PDF Parser gives sometimes strange results

When I visualize a pdf file, I can see the lines and identify which line is below which one, it's practicle to give sense to what we read. I used the PDF Parser node, which some times works very well, but sometimes gives strange results. In my case I foccused my attention on the page 5 of the PDF file.

The strange event is that ROWs 262 and 263 (one after the other from the parser) are not one after the other in the PDF file but separated from 14 lines. With such result it's difficult to analyze the PDF document !

I attached

- the PDF file I used

- the workflow that show the strange result

- a snapshot showing that from the PDF parser node, and the page 5 of the PDF. Words that were compared are hilighted.

I hope that the attached files will help you to have a better look on what I say.

Is there something I did wrong in my workflow ?

Thank you in advance for any help on this topic.

 

Hi tconvard,

that is really strange. Underneath the node uses the Apache POI lib to parse the PDF. With 3.3.0 we have relesead new Tika Parser nodes. These nodes can also parse PDF files (and many other formats).
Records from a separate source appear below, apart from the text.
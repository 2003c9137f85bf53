//! Local workspace access.
//!
//! The engine never touches the filesystem directly; it goes through a
//! [`WorkspaceProvider`], which validates every thread-relative path before
//! resolving it under the thread directory.

use crate::error::{SyncError, SyncResult};
use async_trait::async_trait;
use chrono::{DateTime, Utc};
use std::path::{Path, PathBuf};
use threadsync_protocol::{sha256_hex, validate_relative_path, validate_thread_id};
use tokio::fs;
use tokio::io::AsyncWriteExt;

/// Suffix of in-progress writes; such files are never listed.
pub const TEMP_SUFFIX: &str = ".threadsync-tmp";

/// Result of preparing a thread workspace.
#[derive(Debug, Clone, PartialEq, Eq)]
pub struct WorkspaceInfo {
    /// Workspace root.
    pub root_path: PathBuf,
    /// Directory holding the thread's files.
    pub thread_path: PathBuf,
    /// True if the thread directory was created by this call.
    pub created: bool,
}

/// Cheap metadata of a local file.
#[derive(Debug, Clone, Copy, PartialEq, Eq)]
pub struct LocalMetadata {
    /// Size in bytes.
    pub size: u64,
    /// Modification time.
    pub mtime_utc: DateTime<Utc>,
}

/// Hashed state of a local file.
#[derive(Debug, Clone, PartialEq, Eq)]
pub struct LocalFileState {
    /// Hex SHA-256 of the content.
    pub sha256: String,
    /// Size in bytes.
    pub size: u64,
    /// Modification time.
    pub mtime_utc: DateTime<Utc>,
}

/// Filesystem operations the engine needs.
#[async_trait]
pub trait WorkspaceProvider: Send + Sync {
    /// Creates the thread directory if needed.
    async fn ensure_workspace(&self, thread_id: &str) -> SyncResult<WorkspaceInfo>;

    /// Atomically replaces a file, creating parent directories.
    async fn write_file(
        &self,
        thread_id: &str,
        relative_path: &str,
        bytes: &[u8],
    ) -> SyncResult<LocalFileState>;

    /// Deletes a file. Deleting a missing file succeeds.
    async fn delete_file(&self, thread_id: &str, relative_path: &str) -> SyncResult<()>;

    /// Reads a file, `None` if it does not exist.
    async fn read_file(&self, thread_id: &str, relative_path: &str)
        -> SyncResult<Option<Vec<u8>>>;

    /// Returns size and mtime without reading the content.
    async fn metadata(
        &self,
        thread_id: &str,
        relative_path: &str,
    ) -> SyncResult<Option<LocalMetadata>>;

    /// Reads and hashes a file.
    async fn stat(&self, thread_id: &str, relative_path: &str)
        -> SyncResult<Option<LocalFileState>>;

    /// Renames a file within the thread.
    async fn rename(&self, thread_id: &str, from: &str, to: &str) -> SyncResult<()>;

    /// Lists every file of the thread as relative paths, sorted.
    async fn list_files(&self, thread_id: &str) -> SyncResult<Vec<String>>;
}

/// [`WorkspaceProvider`] backed by a directory tree on `tokio::fs`.
#[derive(Debug, Clone)]
pub struct LocalWorkspace {
    root: PathBuf,
}

impl LocalWorkspace {
    /// Creates a workspace rooted at `root`. Each thread gets `root/<thread_id>`.
    pub fn new(root: impl Into<PathBuf>) -> Self {
        Self { root: root.into() }
    }

    /// Returns the workspace root.
    pub fn root(&self) -> &Path {
        &self.root
    }

    fn thread_dir(&self, thread_id: &str) -> SyncResult<PathBuf> {
        validate_thread_id(thread_id).map_err(|e| SyncError::InvalidPath(e.to_string()))?;
        Ok(self.root.join(thread_id))
    }

    fn resolve(&self, thread_id: &str, relative_path: &str) -> SyncResult<PathBuf> {
        validate_relative_path(relative_path).map_err(|e| SyncError::InvalidPath(e.to_string()))?;
        let mut path = self.thread_dir(thread_id)?;
        for segment in relative_path.split('/') {
            path.push(segment);
        }
        Ok(path)
    }
}

fn mtime_of(meta: &std::fs::Metadata) -> DateTime<Utc> {
    meta.modified().map(DateTime::<Utc>::from).unwrap_or_else(|_| Utc::now())
}

fn temp_path_for(path: &Path) -> PathBuf {
    let mut name = path
        .file_name()
        .map(|n| n.to_os_string())
        .unwrap_or_default();
    name.push(TEMP_SUFFIX);
    path.with_file_name(format!(".{}", name.to_string_lossy()))
}

#[async_trait]
impl WorkspaceProvider for LocalWorkspace {
    async fn ensure_workspace(&self, thread_id: &str) -> SyncResult<WorkspaceInfo> {
        let thread_path = self.thread_dir(thread_id)?;
        let existed = fs::try_exists(&thread_path)
            .await
            .map_err(|e| SyncError::io(thread_id, e))?;
        fs::create_dir_all(&thread_path)
            .await
            .map_err(|e| SyncError::io(thread_id, e))?;
        Ok(WorkspaceInfo {
            root_path: self.root.clone(),
            thread_path,
            created: !existed,
        })
    }

    async fn write_file(
        &self,
        thread_id: &str,
        relative_path: &str,
        bytes: &[u8],
    ) -> SyncResult<LocalFileState> {
        let path = self.resolve(thread_id, relative_path)?;
        let io = |e| SyncError::io(relative_path, e);

        if let Some(parent) = path.parent() {
            fs::create_dir_all(parent).await.map_err(io)?;
        }

        let temp = temp_path_for(&path);
        let mut file = fs::File::create(&temp).await.map_err(io)?;
        file.write_all(bytes).await.map_err(io)?;
        file.sync_all().await.map_err(io)?;
        drop(file);
        fs::rename(&temp, &path).await.map_err(io)?;

        let meta = fs::metadata(&path).await.map_err(io)?;
        Ok(LocalFileState {
            sha256: sha256_hex(bytes),
            size: meta.len(),
            mtime_utc: mtime_of(&meta),
        })
    }

    async fn delete_file(&self, thread_id: &str, relative_path: &str) -> SyncResult<()> {
        let path = self.resolve(thread_id, relative_path)?;
        match fs::remove_file(&path).await {
            Ok(()) => Ok(()),
            Err(e) if e.kind() == std::io::ErrorKind::NotFound => Ok(()),
            Err(e) => Err(SyncError::io(relative_path, e)),
        }
    }

    async fn read_file(
        &self,
        thread_id: &str,
        relative_path: &str,
    ) -> SyncResult<Option<Vec<u8>>> {
        let path = self.resolve(thread_id, relative_path)?;
        match fs::read(&path).await {
            Ok(bytes) => Ok(Some(bytes)),
            Err(e) if e.kind() == std::io::ErrorKind::NotFound => Ok(None),
            Err(e) => Err(SyncError::io(relative_path, e)),
        }
    }

    async fn metadata(
        &self,
        thread_id: &str,
        relative_path: &str,
    ) -> SyncResult<Option<LocalMetadata>> {
        let path = self.resolve(thread_id, relative_path)?;
        match fs::metadata(&path).await {
            Ok(meta) if meta.is_file() => Ok(Some(LocalMetadata {
                size: meta.len(),
                mtime_utc: mtime_of(&meta),
            })),
            Ok(_) => Ok(None),
            Err(e) if e.kind() == std::io::ErrorKind::NotFound => Ok(None),
            Err(e) => Err(SyncError::io(relative_path, e)),
        }
    }

    async fn stat(
        &self,
        thread_id: &str,
        relative_path: &str,
    ) -> SyncResult<Option<LocalFileState>> {
        let Some(meta) = self.metadata(thread_id, relative_path).await? else {
            return Ok(None);
        };
        let Some(bytes) = self.read_file(thread_id, relative_path).await? else {
            return Ok(None);
        };
        Ok(Some(LocalFileState {
            sha256: sha256_hex(&bytes),
            size: bytes.len() as u64,
            mtime_utc: meta.mtime_utc,
        }))
    }

    async fn rename(&self, thread_id: &str, from: &str, to: &str) -> SyncResult<()> {
        let source = self.resolve(thread_id, from)?;
        let target = self.resolve(thread_id, to)?;
        if let Some(parent) = target.parent() {
            fs::create_dir_all(parent)
                .await
                .map_err(|e| SyncError::io(to, e))?;
        }
        fs::rename(&source, &target)
            .await
            .map_err(|e| SyncError::io(from, e))
    }

    async fn list_files(&self, thread_id: &str) -> SyncResult<Vec<String>> {
        let base = self.thread_dir(thread_id)?;
        let mut files = Vec::new();
        let mut pending = vec![(base, String::new())];

        while let Some((dir, prefix)) = pending.pop() {
            let mut entries = match fs::read_dir(&dir).await {
                Ok(entries) => entries,
                Err(e) if e.kind() == std::io::ErrorKind::NotFound => continue,
                Err(e) => return Err(SyncError::io(prefix.clone(), e)),
            };
            while let Some(entry) = entries
                .next_entry()
                .await
                .map_err(|e| SyncError::io(prefix.clone(), e))?
            {
                let name = entry.file_name().to_string_lossy().into_owned();
                if name.ends_with(TEMP_SUFFIX) {
                    continue;
                }
                let relative = if prefix.is_empty() {
                    name
                } else {
                    format!("{prefix}/{name}")
                };
                let kind = entry
                    .file_type()
                    .await
                    .map_err(|e| SyncError::io(relative.clone(), e))?;
                if kind.is_dir() {
                    pending.push((entry.path(), relative));
                } else if kind.is_file() && validate_relative_path(&relative).is_ok() {
                    files.push(relative);
                }
            }
        }

        files.sort();
        Ok(files)
    }
}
Could you try it with the Tika nodes and check if the order is still incorrect.

Cheers, Kilian
 

Hi Kilian,

thank you for replying to my post.

I checked the tika node, and got similar error in the order of lines.

Please find here under some additional information:

The help information on the PDF parser node indicate the web site http://pdfbox.apache.org/ for details.

I saw the following information concerning the issue I am facing;

"Why does the extracted text appear in the wrong sequence?

By default, text extraction is done in the same sequence as the text in the PDF page content stream. PDF is a graphic format, not a text format, and unlike HTML, it has no requirements that text one on page be rendered in a certain order. The order is the one that was determined by the software that created the PDF. To get text sorted from left to right and top to botton, use setSortByPosition(true)."

 

Is there any possibility into the knime PDF parser node to set

setSortByPosition(true)

 

Thank you in advance for your help.

Best regards.

Thierry

1 Like